EXERCISE: Copy out exactly the lines below that run from the one holding "intermediary_reasoning(graph, &intermediary, &target, score);" to the one holding "score)| *score >= config.min_intermediary_score)", keeping both of those lines and no others.

Records contained in a dataset
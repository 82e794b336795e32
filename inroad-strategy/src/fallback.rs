//! Graceful degradation when no route exists.
//!
//! Ranks every known actor by similarity to the target. The top-ranked
//! actor becomes an intermediary suggestion when it clears the configured
//! score floor and is observed (even indirectly) to reach the target;
//! otherwise the engine degrades once more to a candidate suggestion scored
//! against the target alone. There is no further degradation level — a
//! candidate is always constructible.

use inroad_core::models::{Actor, ConnectionStrategy, SuggestionStrategy};
use inroad_core::{ActorId, EngineConfig, InroadResult, StrategyError};
use inroad_graph::scoring::match_score;
use inroad_graph::traversal::is_reachable;
use inroad_graph::SocialGraph;
use tracing::{debug, error};

use crate::steps;

/// Build the fallback suggestion for a pair with no route.
pub fn build_fallback(
    graph: &SocialGraph,
    source_id: &ActorId,
    target_id: &ActorId,
    config: &EngineConfig,
) -> InroadResult<ConnectionStrategy> {
    // The selector upserts both endpoints before searching, so a missing
    // target here is a logic defect, not a caller mistake.
    let target = graph.get(target_id).cloned().ok_or_else(|| {
        let err = StrategyError::InternalInvariant {
            message: format!("fallback invoked for unknown target {target_id}"),
        };
        error!(%target_id, "strategy selector internal invariant violated");
        err
    })?;

    if let Some((intermediary, score)) = best_intermediary(graph, source_id, target_id, config) {
        debug!(
            intermediary = %intermediary.id(),
            score,
            "no route found; proposing ranked intermediary"
        );
        let next_steps = steps::intermediary_steps(&intermediary, &target);
        let reasoning = intermediary_reasoning(graph, &intermediary, &target, score);
        return Ok(ConnectionStrategy::Intermediary(SuggestionStrategy {
            suggested: intermediary,
            reasoning,
            estimated_acceptance_rate: config.intermediary_acceptance,
            confidence: f64::from(score) / 100.0,
            low_confidence: false,
            next_steps,
        }));
    }

    // Last level: suggest approaching the target directly, scored against
    // the target alone. Deliberately conservative and flagged low-confidence.
    let source_profile = graph.get(source_id).map(|a| a.profile.clone());
    let mutuals = graph.mutual_connections(source_id, target_id).len();
    let score = source_profile
        .map(|p| match_score(&p, &target.profile, mutuals))
        .unwrap_or(0);

    debug!(%target_id, score, "no intermediary cleared the floor; degrading to candidate");
    let next_steps = steps::candidate_steps(&target);
    let reasoning = format!(
        "No existing route through the graph reaches {}; suggesting a direct approach based on \
         profile similarity (match score {score})",
        target.display_name()
    );
    Ok(ConnectionStrategy::Candidate(SuggestionStrategy {
        suggested: target,
        reasoning,
        estimated_acceptance_rate: config.candidate_acceptance,
        confidence: f64::from(score) / 100.0,
        low_confidence: true,
        next_steps,
    }))
}

/// The highest-scoring known actor that clears the floor and can reach the
/// target. Ties rank by id for determinism.
fn best_intermediary(
    graph: &SocialGraph,
    source_id: &ActorId,
    target_id: &ActorId,
    config: &EngineConfig,
) -> Option<(Actor, u8)> {
    let target_profile = graph.get(target_id)?.profile.clone();

    let mut ranked: Vec<(Actor, u8)> = graph
        .actors()
        .filter(|a| a.id() != source_id && a.id() != target_id)
        .map(|a| {
            let mutuals = graph.mutual_connections(a.id(), target_id).len();
            let score = match_score(&a.profile, &target_profile, mutuals);
            (a.clone(), score)
        })
        .collect();
    ranked.sort_by(|(a, sa), (b, sb)| sb.cmp(sa).then_with(|| a.id().cmp(b.id())));

    ranked
        .into_iter()
        .filter(|(_, score)| *score >= config.min_intermediary_score)
        .find(|(actor, _)| is_reachable(graph, actor.id(), target_id))
}

fn intermediary_reasoning(
    graph: &SocialGraph,
    intermediary: &Actor,
    target: &Actor,
    score: u8,
) -> String {
    let mutuals = graph
        .mutual_connections(intermediary.id(), target.id())
        .len();
    if mutuals > 0 {
        format!(
            "{} matches {} at score {score} and shares {mutuals} mutual connection(s) with them",
            intermediary.display_name(),
            target.display_name()
        )
    } else {
        format!(
            "{} matches {} at score {score} and is observed to reach them through the graph",
            intermediary.display_name(),
            target.display_name()
        )
    }
}
//! Key-value storage errors.

/// Errors raised by key-value storage collaborators.
#[derive(Debug, thiserror::Error)]
pub enum StorageError {
    #[error("storage backend error: {message}")]
    Backend { message: String },

    #[error("storage lock poisoned: {message}")]
    LockPoisoned { message: String },
}
//! Weighted routes through the acquaintance graph.

use chrono::{DateTime, Utc};
use serde::{Deserialize, Serialize};

use super::actor::Actor;
use super::snapshot::EdgeRecord;

/// A concrete route from source to target, produced by the weighted search.
///
/// `actors` runs source…target inclusive; `edges` is the parallel directed
/// edge sequence (`edges.len() == actors.len() - 1`). `success_probability`
/// is the hop-tiered 0–100 calibration, not a function of `total_weight`.
#[derive(Debug, Clone, PartialEq, Serialize, Deserialize)]
pub struct Route {
    pub actors: Vec<Actor>,
    pub edges: Vec<EdgeRecord>,
    pub total_weight: f64,
    pub success_probability: f64,
    pub computed_at: DateTime<Utc>,
}

impl Route {
    /// Number of directed edge traversals in this route.
    pub fn hops(&self) -> usize {
        self.edges.len()
    }

    /// Actors strictly between source and target, in traversal order.
    pub fn intermediaries(&self) -> &[Actor] {
        if self.actors.len() <= 2 {
            &[]
        } else {
            &self.actors[1..self.actors.len() - 1]
        }
    }

    /// Mean edge weight along the route; lower means stronger ties.
    pub fn mean_edge_weight(&self) -> f64 {
        if self.edges.is_empty() {
            0.0
        } else {
            self.total_weight / self.edges.len() as f64
        }
    }
}

#[cfg(test)]
mod tests {
    use super::*;
    use crate::profile::ActorProfile;

    fn route_of(ids: &[&str], weights: &[f64]) -> Route {
        Route {
            actors: ids
                .iter()
                .map(|id| Actor::from_profile(ActorProfile::bare(*id)))
                .collect(),
            edges: ids
                .windows(2)
                .zip(weights)
                .map(|(pair, w)| EdgeRecord {
                    from: pair[0].into(),
                    to: pair[1].into(),
                    weight: *w,
                })
                .collect(),
            total_weight: weights.iter().sum(),
            success_probability: 65.0,
            computed_at: Utc::now(),
        }
    }

    #[test]
    fn hops_and_intermediaries() {
        let direct = route_of(&["a", "b"], &[0.3]);
        assert_eq!(direct.hops(), 1);
        assert!(direct.intermediaries().is_empty());

        let two_hop = route_of(&["a", "c", "b"], &[0.4, 0.5]);
        assert_eq!(two_hop.hops(), 2);
        assert_eq!(two_hop.intermediaries().len(), 1);
        assert_eq!(two_hop.intermediaries()[0].id().as_str(), "c");
    }

    #[test]
    fn mean_edge_weight_is_total_over_hops() {
        let r = route_of(&["a", "c", "b"], &[0.4, 0.6]);
        assert!((r.mean_edge_weight() - 0.5).abs() < 1e-12);
    }
}
//! Actor nodes and relationship status.

use serde::{Deserialize, Serialize};

use crate::profile::ActorProfile;
use crate::types::ids::ActorId;

/// Relationship status between the viewing user and an actor.
#[derive(Debug, Clone, Copy, Default, PartialEq, Eq, Hash, Serialize, Deserialize)]
#[serde(rename_all = "kebab-case")]
pub enum ActorStatus {
    #[default]
    NotContacted,
    Contacted,
    Connected,
}

impl ActorStatus {
    /// Wire/display name of the status.
    pub fn name(&self) -> &'static str {
        match self {
            Self::NotContacted => "not-contacted",
            Self::Contacted => "contacted",
            Self::Connected => "connected",
        }
    }
}

impl std::fmt::Display for ActorStatus {
    fn fmt(&self, f: &mut std::fmt::Formatter<'_>) -> std::fmt::Result {
        f.write_str(self.name())
    }
}

/// A node in the acquaintance graph.
///
/// Identity is `profile.id`; every other attribute is replaced wholesale on
/// re-upsert (last write wins). `degree` is the hop distance from the
/// viewing user (0 for self, `None` until computed or unreachable);
/// `match_score` caches the 0–100 similarity against the viewing user.
#[derive(Debug, Clone, Default, PartialEq, Serialize, Deserialize)]
pub struct Actor {
    pub profile: ActorProfile,
    #[serde(default)]
    pub status: ActorStatus,
    #[serde(default)]
    pub degree: Option<u32>,
    #[serde(default)]
    pub match_score: u8,
}

impl Actor {
    /// Wrap a lean profile into a fresh, not-yet-contacted actor.
    pub fn from_profile(profile: ActorProfile) -> Self {
        Self {
            profile,
            status: ActorStatus::NotContacted,
            degree: None,
            match_score: 0,
        }
    }

    /// The actor's identity.
    pub fn id(&self) -> &ActorId {
        &self.profile.id
    }

    /// Display name, falling back to the id for never-scraped actors.
    pub fn display_name(&self) -> &str {
        if self.profile.name.is_empty() {
            self.profile.id.as_str()
        } else {
            &self.profile.name
        }
    }
}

ANSWER FOR THE TASK:
        let reasoning = intermediary_reasoning(graph, &intermediary, &target, score);
        return Ok(ConnectionStrategy::Intermediary(SuggestionStrategy {
            suggested: intermediary,
            reasoning,
            estimated_acceptance_rate: config.intermediary_acceptance,
            confidence: f64::from(score) / 100.0,
            low_confidence: false,
            next_steps,
        }));
    }

    // Last level: suggest approaching the target directly, scored against
    // the target alone. Deliberately conservative and flagged low-confidence.
    let source_profile = graph.get(source_id).map(|a| a.profile.clone());
    let mutuals = graph.mutual_connections(source_id, target_id).len();
    let score = source_profile
        .map(|p| match_score(&p, &target.profile, mutuals))
        .unwrap_or(0);

    debug!(%target_id, score, "no intermediary cleared the floor; degrading to candidate");
    let next_steps = steps::candidate_steps(&target);
    let reasoning = format!(
        "No existing route through the graph reaches {}; suggesting a direct approach based on \
         profile similarity (match score {score})",
        target.display_name()
    );
    Ok(ConnectionStrategy::Candidate(SuggestionStrategy {
        suggested: target,
        reasoning,
        estimated_acceptance_rate: config.candidate_acceptance,
        confidence: f64::from(score) / 100.0,
        low_confidence: true,
        next_steps,
    }))
}

/// The highest-scoring known actor that clears the floor and can reach the
/// target. Ties rank by id for determinism.
fn best_intermediary(
    graph: &SocialGraph,
    source_id: &ActorId,
    target_id: &ActorId,
    config: &EngineConfig,
) -> Option<(Actor, u8)> {
    let target_profile = graph.get(target_id)?.profile.clone();

    let mut ranked: Vec<(Actor, u8)> = graph
        .actors()
        .filter(|a| a.id() != source_id && a.id() != target_id)
        .map(|a| {
            let mutuals = graph.mutual_connections(a.id(), target_id).len();
            let score = match_score(&a.profile, &target_profile, mutuals);
            (a.clone(), score)
        })
        .collect();
    ranked.sort_by(|(a, sa), (b, sb)| sb.cmp(sa).then_with(|| a.id().cmp(b.id())));

    ranked
        .into_iter()
        .filter(|(_, score)| *score >= config.min_intermediary_score)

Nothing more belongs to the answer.